French Guiana Régional 1
- Season: 2018–19
- Champions: Agouado
- Relegated: Sinnamary Ouest
- Caribbean Club Shield: Agouado

= 2018–19 French Guiana Régional 1 =

The 2018–19 French Guiana Régional 1 was the 56th season of the French Guiana Régional 1, the top division football competition in French Guiana. The season began with the first round of league matches on 1 September 2018 and concluded with the second leg of the relegation play-off on 22 June 2019.

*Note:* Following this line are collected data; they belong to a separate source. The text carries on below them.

//! Dataset scale buckets
//!
//! Benchmarks bucket their inputs into six fixed scales. The label set is
//! closed: labels outside it are kept verbatim on records but are dropped
//! (with a warning) from any scale-ordered table.

use serde::{Deserialize, Serialize};
use std::fmt;

/// Named dataset-size bucket
#[derive(Debug, Clone, Copy, PartialEq, Eq, PartialOrd, Ord, Hash, Serialize, Deserialize)]
pub enum Scale {
    Tiny,
    Small,
    Medium,
    Large,
    VeryLarge,
    Huge,
}

impl Scale {
    /// All scales, smallest first
    pub const ALL: [Scale; 6] = [
        Scale::Tiny,
        Scale::Small,
        Scale::Medium,
        Scale::Large,
        Scale::VeryLarge,
        Scale::Huge,
    ];

    /// Canonical label as it appears in benchmark CSVs
    pub fn label(self) -> &'static str {
        match self {
            Scale::Tiny => "Tiny",
            Scale::Small => "Small",
            Scale::Medium => "Medium",
            Scale::Large => "Large",
            Scale::VeryLarge => "VeryLarge",
            Scale::Huge => "Huge",
        }
    }

    /// Parse a canonical label (exact match)
    pub fn from_label(label: &str) -> Option<Scale> {
        Scale::ALL.into_iter().find(|s| s.label() == label)
    }

    /// Parse a label case-insensitively, accepting the short `vlarge` alias
    pub fn from_alias(label: &str) -> Option<Scale> {
        match label.to_ascii_lowercase().as_str() {
            "tiny" => Some(Scale::Tiny),
            "small" => Some(Scale::Small),
            "medium" => Some(Scale::Medium),
            "large" => Some(Scale::Large),
            "vlarge" | "verylarge" | "very_large" => Some(Scale::VeryLarge),
            "huge" => Some(Scale::Huge),
            _ => None,
        }
    }

    /// Approximate number of sequences in the bucket
    pub fn num_sequences(self) -> u64 {
        10u64.pow(self.log10())
    }

    /// Order of magnitude of the sequence count (Tiny = 2 ... Huge = 7)
    pub fn log10(self) -> u32 {
        match self {
            Scale::Tiny => 2,
            Scale::Small => 3,
            Scale::Medium => 4,
            Scale::Large => 5,
            Scale::VeryLarge => 6,
            Scale::Huge => 7,
        }
    }

    /// Canonical labels in order, for use as a pivot axis
    pub fn labels() -> Vec<String> {
        Scale::ALL.iter().map(|s| s.label().to_string()).collect()
    }
}

impl fmt::Display for Scale {
    fn fmt(&self, f: &mut fmt::Formatter<'_>) -> fmt::Result {
        f.write_str(self.label())
    }
}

Agouado won the league for the first time and represented French Guiana in the 2020 Caribbean Club Shield. Sinnamary and Ouest finished 11th and 12th respectively and were relegated to French Guiana Régional 2 for the 2019–20 season. Saint-Georges finished 10th and contested the relegation play-off against Iracoubo. Saint-Georges won 7–0 on aggregate to remain in French Guiana Régional 1.

==Background==
The league was first contested in 1961–62. Le Sport Guyanais had been the most successful team in the competition's history, winning 12 titles. Le Geldar were the defending champions having won their 11th league title the previous season. Agouado had never previously won the competition.

==Format==
The league was contested on a double round robin basis in which each of the 12 teams would play every other team once at home and once away. In contrast to other football leagues, four points were awarded for a win, two points for a draw and once point for a loss. Teams tied on points were first separated on their head-to-head record and then by overall goal difference. The league winners would qualify for the 2020 Caribbean Club Shield while the teams finishing 11th and 12th would be relegated to French Guiana Régional 2. The team finishing in 10th would contest the relegation play-off against a team from Régional 2 in a two-legged home and away tie. The winner on aggregate would play in Régional 1 in 2019–20.

==League table==

| Pos | Team | Pld | W | D | L | GF | GA | GD | Pts | Qualification or relegation |
| 1 | Agouado | 22 | 16 | 3 | 3 | 51 | 25 | +26 | 73 | Caribbean Club Shield |
| 2 | Le Geldar | 22 | 13 | 8 | 1 | 53 | 22 | +31 | 69 |  |
| 3 | Etoile Matoury | 22 | 12 | 7 | 3 | 43 | 19 | +24 | 65 |
| 4 | Matoury | 22 | 13 | 1 | 8 | 40 | 30 | +10 | 61 |
| 5 | Kourou | 22 | 7 | 7 | 8 | 31 | 36 | −5 | 50 |
| 6 | Cayenne | 22 | 6 | 9 | 7 | 44 | 48 | −4 | 49 |
| 7 | Oyapock | 22 | 7 | 6 | 9 | 34 | 41 | −7 | 48 |
| 8 | Grand Santi | 22 | 7 | 6 | 9 | 21 | 27 | −6 | 48 |
| 9 | Rémire | 22 | 7 | 4 | 11 | 28 | 37 | −9 | 47 |
| 10 | Saint-Georges | 22 | 7 | 1 | 14 | 31 | 50 | −19 | 44 | Relegation play-off |
| 11 | Sinnamary | 22 | 4 | 6 | 12 | 26 | 38 | −12 | 39 | Relegated to French Guiana Régional 2 |
| 12 | Ouest | 22 | 2 | 4 | 16 | 15 | 44 | −29 | 30 |

==Relegation play-off==
In the relegation play-off, Saint-Georges played Iracoubo. Saint-Georges won both legs, 7–0 on aggregate so both teams remained in their respective divisions.